First thing I did, was to find out whether all of the gems specified in the Gemfile were actually required. I found a few which basically were no longer in use, so I removed these.

Next, Bootstrap and other CSS/JavaScript libraries were loaded through gems; these assets don’t change often, so I usually prefer to just download them and place them in the vendor directory, rather than using gems. So I did this and removed those gems too, and the app was already booting a little more quickly.

By removing these gems, the app took around 8 seconds to boot without Spring, down from ~10. I then found the gem bootsnap by Shopify which does indeed speed up the boot process as it claims; the boot time went down to ~3 seconds by just adding this gem! The README does say that this gem is still “beta quality” but I haven’t seen any issues so far so fingers crossed.

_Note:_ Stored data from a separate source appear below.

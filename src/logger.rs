use tracing_subscriber::{EnvFilter, fmt};

/// Initialize the tracing subscriber for the CLI.
///
/// The log level is controlled through the RUST_LOG environment variable;
/// the default is `warn` so table output stays clean.
///
/// Examples:
/// - RUST_LOG=debug jsonlt list data.jsonlt
/// - RUST_LOG=jsonlt=trace jsonlt compact data.jsonlt
pub fn init_logger() {
    let filter = EnvFilter::try_from_default_env().unwrap_or_else(|_| EnvFilter::new("warn"));

    fmt()
        .with_env_filter(filter)
        .with_target(true)
        .with_thread_ids(false)
        .with_file(false)
        .with_line_number(false)
        .init();
}
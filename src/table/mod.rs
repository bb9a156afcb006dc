mod cursor;
pub(crate) mod index;
mod lock;

pub use cursor::FileCursor;
pub(crate) use index::{Index, IndexEntry};
pub(crate) use lock::FileLock;

use std::collections::BTreeMap;
use std::fs::{self, File, OpenOptions};
use std::io::{Read, Seek, SeekFrom, Write};
use std::path::{Path, PathBuf};
use std::sync::{Mutex, MutexGuard, PoisonError};
use std::time::Duration;

use serde_json::Value;
use tempfile::NamedTempFile;
use tracing::{debug, info};

use crate::error::JsonltError;
use crate::format::{self, ParseProfile};
use crate::key::{Key, KeySpec};
use crate::txn::Transaction;
use crate::{Record, Result};

/// Construction-time tunables. No environment variables are consulted.
#[derive(Debug, Clone, Default)]
pub struct TableOptions {
    /// Deadline for lock acquisition; `None` blocks indefinitely.
    pub lock_timeout: Option<Duration>,
    /// Maximum encoded line length in bytes, checked before writing.
    pub max_line_bytes: Option<usize>,
    /// Maximum file size in bytes, checked before writing.
    pub max_file_bytes: Option<u64>,
    /// Parser strictness for files read from disk. Output is always strict.
    pub profile: ParseProfile,
}

#[derive(Debug)]
pub(crate) struct TableState {
    pub(crate) index: Index,
    /// Forces a rebuild on the next access regardless of the cursor.
    pub(crate) dirty: bool,
    /// Monotonic local-write counter feeding the cursor.
    pub(crate) generation: u64,
    /// One open transaction at a time per table instance.
    pub(crate) txn_active: bool,
}

/// An append-only keyed table over one line-delimited JSON file.
///
/// Line 1 is the header declaring the key specifier; every later line is a
/// record or a tombstone, and the latest line wins per key. A `Table` is
/// safe to share across threads; one internal mutex serializes its
/// operations, while cooperation with other processes goes exclusively
/// through whole-file advisory locks taken around every read-or-write
/// boundary.
///
/// Reads serve from a cached materialized index. Before each read the
/// current `(size, mtime)` is compared against the cached cursor and the
/// index is rebuilt under a shared lock when either changed, so appends by
/// other processes become visible without explicit reloads.
#[derive(Debug)]
pub struct Table {
    path: PathBuf,
    spec: KeySpec,
    options: TableOptions,
    state: Mutex<TableState>,
}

I then looked into speeding up the assets compilation since this was affecting the app in development and during tests, but it was also slowing down the deployments. For starters, the app was loading the whole Bootstrap, jQuery UI and other things although only parts of these libraries were in use. So I made sure the app only loads what’s actually required, which did help. But the biggest surprise was discovering the sassc-rails gem! I had never heard of it before so it was a nice find. It’s basically a drop in replacement for the sass-rails gem, written in C (using LibSass), which is A LOT faster. You just replace the sass-rails gem with it, no other changes required and the results are amazing: assets compilation is almost instantaneous, so you can see a massive difference not only during deployments, but also running the app in development mode and in tests! Before, whenever some changes were made to JavaScript or CSS files, RSpec features requiring JavaScript would start up slowly due to the assets being compiled. Now you almost don’t notice any slow down.

Specifically for the tests, the biggest improvements were:

  • upgrade to the latest version of Rails (5.1.4 at the moment) and use the master branch of the RSpec gems instead of the gems released on Rubygems.org; this is because of the JavaScript feature specs: when you run JavaScript features, Capybara starts an HTTP server to test against but in another thread, and the database connections are not shared between this server and the test threads, so data created in the test threads would not be visible to/accessible by the HTTP server when RSpec is configured to use transactional fixtures; without hacks (like patching ActiveRecord so to force different threads to share the same database connection), you had to disable the transactional fixtures for JavaScript features and use something like the database_cleaner gem to actually persist the data in the test database and do a cleanup after each test (using a deletion or truncation strategy), as opposed to transactions. Because the data was actually persisted in the database, the HTTP server started by Capybara would be able to “see” and use that data. Problem is, creating and then deleting data is typically slower than using database transactions, so the more tests you have, the bigger the difference. This was the case with the app I was talking about. With Rails 5.1+ however you no longer need to use database_cleaner, because database connections are now safely shared by the HTTP server and the test threads. RSpec is compatible with these changes in the master branch, so that’s why I upgraded Rails and the app is now using the master branch of the RSpec gems;
  • switch to capybara-webkit by Thoughtbot. Before the app was using Poltergeist, and switching to capybara-webkit yielded a massive gain! I am not sure about the future of capybara-webkit, but for now it just is much, much faster than Poltergeist or Firefox/Chrome (even headless) with Selenium.

These changes reduced dramatically the time taken for the feature specs to run down to ~1’40”.

All in all I am very pleased with the results, especially because it didn’t take too much time. In this quick post I haven’t gotten into the details of how to implement the suggested changes because it’s easy to follow the READMEs on Github, but please let me know in the comments if these work for you.